The refusal of the following proposed instruction was not error:
“You are instructed that if after calmly reviewing the evidence you find that you have a reasonable doubt as to whether or not the complaining witnesses in the transactions which occurred between them and the defendant merely made a bad business deal, or believed that they had made a bad *669bargain, and that they believed they would for that reason lose their money, you cannot find a verdict of guilty under either count in the information against this defendant. ’ ’
The jury was fully instructed on false pretenses and that they could only bring in a verdict of guilty based on false pretenses if they found that false pretenses were made by the defendant, with intent to defraud, and that the false pretenses must be the inducing cause influencing the complaining witness to part with title to his money. Under these instructions the jury could not have convicted if they had a reasonable doubt whether the complaining witness merely made a bad business deal.
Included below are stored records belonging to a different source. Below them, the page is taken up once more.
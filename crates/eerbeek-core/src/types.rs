// SPDX-FileCopyrightText: 2026 ICT Eerbeek Contributors
// SPDX-License-Identifier: MIT OR Apache-2.0

//! Common types used across adapter traits and the website.

use chrono::{DateTime, Utc};
use serde::{Deserialize, Serialize};
use strum::{Display, EnumString};

/// Identifier assigned by the store to an accepted submission.
#[derive(Debug, Clone, Copy, PartialEq, Eq, Hash, PartialOrd, Ord, Serialize, Deserialize)]
#[serde(transparent)]
pub struct SubmissionId(pub i64);

impl std::fmt::Display for SubmissionId {
    fn fmt(&self, f: &mut std::fmt::Formatter<'_>) -> std::fmt::Result {
        write!(f, "{}", self.0)
    }
}

/// Health status reported by adapter health checks.
#[derive(Debug, Clone, PartialEq, Eq)]
pub enum HealthStatus {
    /// Adapter is fully operational.
    Healthy,
    /// Adapter is operational but experiencing issues.
    Degraded(String),
    /// Adapter is not operational.
    Unhealthy(String),
}

/// Identifies the kind of adapter.
#[derive(
    Debug, Clone, Copy, PartialEq, Eq, Hash, Display, EnumString, Serialize, Deserialize,
)]
pub enum AdapterType {
    Storage,
    Chat,
}

/// Topic a prospective client picks on the contact form.
///
/// Parsing accepts the canonical slug as well as the Dutch option values
/// posted by the site's form. `Display` always yields the canonical slug.
#[derive(
    Debug, Clone, Copy, PartialEq, Eq, Hash, Display, EnumString, Serialize, Deserialize,
)]
#[strum(ascii_case_insensitive)]
#[serde(rename_all = "kebab-case")]
pub enum Subject {
    #[strum(to_string = "network-security", serialize = "netwerk-security", serialize = "netwerk")]
    NetworkSecurity,
    #[strum(
        to_string = "website-design",
        serialize = "website-ontwerp",
        serialize = "website-logo",
        serialize = "website"
    )]
    WebsiteDesign,
    #[strum(to_string = "iot-ai")]
    IotAi,
    #[strum(to_string = "computer-help", serialize = "computerhulp")]
    ComputerHelp,
    #[strum(to_string = "quote-request", serialize = "offerte")]
    QuoteRequest,
    #[strum(to_string = "support", serialize = "ondersteuning")]
    Support,
    #[strum(to_string = "other", serialize = "anders", serialize = "overig")]
    Other,
}

/// Coarse priority hint supplied by the submitter. Advisory only.
#[derive(
    Debug,
    Clone,
    Copy,
    Default,
    PartialEq,
    Eq,
    Hash,
    Display,
    EnumString,
    Serialize,
    Deserialize,
)]
#[strum(ascii_case_insensitive)]
#[serde(rename_all = "lowercase")]
pub enum Urgency {
    #[strum(to_string = "low", serialize = "laag")]
    Low,
    #[default]
    #[strum(to_string = "normal", serialize = "normaal")]
    Normal,
    #[strum(to_string = "high", serialize = "hoog")]
    High,
    #[strum(to_string = "urgent", serialize = "spoed")]
    Urgent,
}

/// A validated contact submission that has not been stored yet.
///
/// Only [`crate::validation::ContactForm::validate`] constructs these, so
/// every value reaching the store has passed the required-field and consent
/// checks.
#[derive(Debug, Clone, PartialEq, Eq, Serialize)]
pub struct NewContact {
    pub name: String,
    pub company: Option<String>,
    pub email: String,
    pub phone: Option<String>,
    pub subject: Subject,
    pub urgency: Urgency,
    pub message: String,
    pub privacy_consent: bool,
    pub newsletter_opt_in: bool,
    pub created_at: DateTime<Utc>,
}

impl NewContact {
    /// Attach the identifier assigned by the store.
    pub fn with_id(self, id: SubmissionId) -> ContactSubmission {
        ContactSubmission {
            id,
            name: self.name,
            company: self.company,
            email: self.email,
            phone: self.phone,
            subject: self.subject,
            urgency: self.urgency,
            message: self.message,
            privacy_consent: self.privacy_consent,
            newsletter_opt_in: self.newsletter_opt_in,
            created_at: self.created_at,
        }
    }
}

/// A persisted contact-form entry. Write-once.
#[derive(Debug, Clone, PartialEq, Eq, Serialize)]
pub struct ContactSubmission {
    pub id: SubmissionId,
    pub name: String,
    pub company: Option<String>,
    pub email: String,
    pub phone: Option<String>,
    pub subject: Subject,
    pub urgency: Urgency,
    pub message: String,
    pub privacy_consent: bool,
    pub newsletter_opt_in: bool,
    pub created_at: DateTime<Utc>,
}
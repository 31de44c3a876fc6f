// SPDX-FileCopyrightText: 2026 ICT Eerbeek Contributors
// SPDX-License-Identifier: MIT OR Apache-2.0

//! Configuration model structs.
//!
//! All structs use `#[serde(deny_unknown_fields)]` to reject unrecognized
//! config keys at startup, providing actionable error messages.

use serde::{Deserialize, Serialize};

/// Top-level configuration.
///
/// Loaded from TOML files following XDG hierarchy, with environment variable overrides.
/// All sections are optional and default to sensible values.
#[derive(Debug, Clone, Default, Deserialize, Serialize)]
#[serde(deny_unknown_fields)]
pub struct EerbeekConfig {
    /// Site identity and logging.
    #[serde(default)]
    pub site: SiteConfig,

    /// HTTP listener settings.
    #[serde(default)]
    pub server: ServerConfig,

    /// Storage backend settings.
    #[serde(default)]
    pub storage: StorageConfig,

    /// Gemini chat relay settings.
    #[serde(default)]
    pub gemini: GeminiConfig,
}

/// Site identity configuration.
#[derive(Debug, Clone, Deserialize, Serialize)]
#[serde(deny_unknown_fields)]
pub struct SiteConfig {
    /// Company name shown in page titles.
    #[serde(default = "default_site_name")]
    pub name: String,

    /// Logging level (trace, debug, info, warn, error).
    #[serde(default = "default_log_level")]
    pub log_level: String,
}

impl Default for SiteConfig {
    fn default() -> Self {
        Self {
            name: default_site_name(),
            log_level: default_log_level(),
        }
    }
}

fn default_site_name() -> String {
    "ICT Eerbeek".to_string()
}

fn default_log_level() -> String {
    "info".to_string()
}

/// HTTP server configuration.
#[derive(Debug, Clone, Deserialize, Serialize)]
#[serde(deny_unknown_fields)]
pub struct ServerConfig {
    /// Address to bind.
    #[serde(default = "default_host")]
    pub host: String,

    /// Port to bind.
    #[serde(default = "default_port")]
    pub port: u16,

    /// Directory served under `/static`.
    #[serde(default = "default_static_dir")]
    pub static_dir: String,

    /// Largest accepted request body, in bytes.
    #[serde(default = "default_max_body_bytes")]
    pub max_body_bytes: usize,
}

impl Default for ServerConfig {
    fn default() -> Self {
        Self {
            host: default_host(),
            port: default_port(),
            static_dir: default_static_dir(),
            max_body_bytes: default_max_body_bytes(),
        }
    }
}

fn default_host() -> String {
    "0.0.0.0".to_string()
}

fn default_port() -> u16 {
    8080
}

fn default_static_dir() -> String {
    "static".to_string()
}

fn default_max_body_bytes() -> usize {
    64 * 1024
}

/// Storage backend configuration.
#[derive(Debug, Clone, Deserialize, Serialize)]
#[serde(deny_unknown_fields)]
pub struct StorageConfig {
    /// Path to the SQLite database file.
    #[serde(default = "default_database_path")]
    pub database_path: String,

    /// Enable WAL (Write-Ahead Logging) mode for SQLite.
    #[serde(default = "default_wal_mode")]
    pub wal_mode: bool,
}

impl Default for StorageConfig {
    fn default() -> Self {
        Self {
            database_path: default_database_path(),
            wal_mode: default_wal_mode(),
        }
    }
}

fn default_database_path() -> String {
    "ict_eerbeek.db".to_string()
}

fn default_wal_mode() -> bool {
    true
}

/// Google Gemini chat relay configuration.
#[derive(Debug, Clone, Deserialize, Serialize)]
#[serde(deny_unknown_fields)]
pub struct GeminiConfig {
    /// Enable the `/chat` relay. It stays off when no API key can be resolved.
    #[serde(default = "default_gemini_enabled")]
    pub enabled: bool,

    /// Gemini API key. `None` falls back to the `GEMINI_API_KEY` environment variable.
    #[serde(default)]
    pub api_key: Option<String>,

    /// Model used for `generateContent`.
    #[serde(default = "default_gemini_model")]
    pub model: String,

    /// Base URL of the Generative Language API.
    #[serde(default = "default_gemini_base_url")]
    pub base_url: String,

    /// Request timeout in seconds.
    #[serde(default = "default_gemini_timeout_secs")]
    pub timeout_secs: u64,
}

impl Default for GeminiConfig {
    fn default() -> Self {
        Self {
            enabled: default_gemini_enabled(),
            api_key: None,
            model: default_gemini_model(),
            base_url: default_gemini_base_url(),
            timeout_secs: default_gemini_timeout_secs(),
        }
    }
}

fn default_gemini_enabled() -> bool {
    true
}

fn default_gemini_model() -> String {
    "gemini-2.0-flash".to_string()
}

fn default_gemini_base_url() -> String {
    "https://generativelanguage.googleapis.com".to_string()
}

fn default_gemini_timeout_secs() -> u64 {
    60
}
Evidence was introduced that between the time that Blair paid the first $500 and the balance of $1,500 appellant continued to advertise a one-half interest in his business for sale. Appellant explained that he did this in the belief that Blair might not pay the balance and only with the intention of selling to some other person who might become interested if Blair withdrew from the transaction and received his $500 back. The court refused to give a proposed instruction that “defendant was entirely within his rights, if he believed or feared that Blair did not intend to complete his contract, but that he would abandon it, in calling to the attention of the public, by advertisement in the newspapers, the fact that he desired to sell a one-half interest in his business.” The jury must be assumed to be composed of persons of ordinary intelligence and to have known, without instruction, that if the appellant advertised in good faith only for the purpose of hedging against Blair’s possible withdrawal from the transaction he was acting within his rights. It is not prejudicial error to refuse to instruct on a truism or matter within the common knowledge of any person of ordinary intelligence. (People v. Roche, 68 Cal.App.2d 665, 668 [157 P.2d 440] ; People v. Leddy, 95 Cal.App. 659, 680 [273 P. 110] ; People v. Edwards, 72 Cal.App. 102, 121 [236 P. 944] ; People v. Scott, 24 Cal.App. 440, 449 [141 P. 945] ; 8 Cal.Jur. 631.)
The judgment of conviction on count one is affirmed. The judgment on count two is reversed and the cause remanded on that count for a new trial.
Nourse, P. J., and Goodell, J., concurred.
Appellant’s and respondent’s petitions for a rehearing were denied May 28, 1947.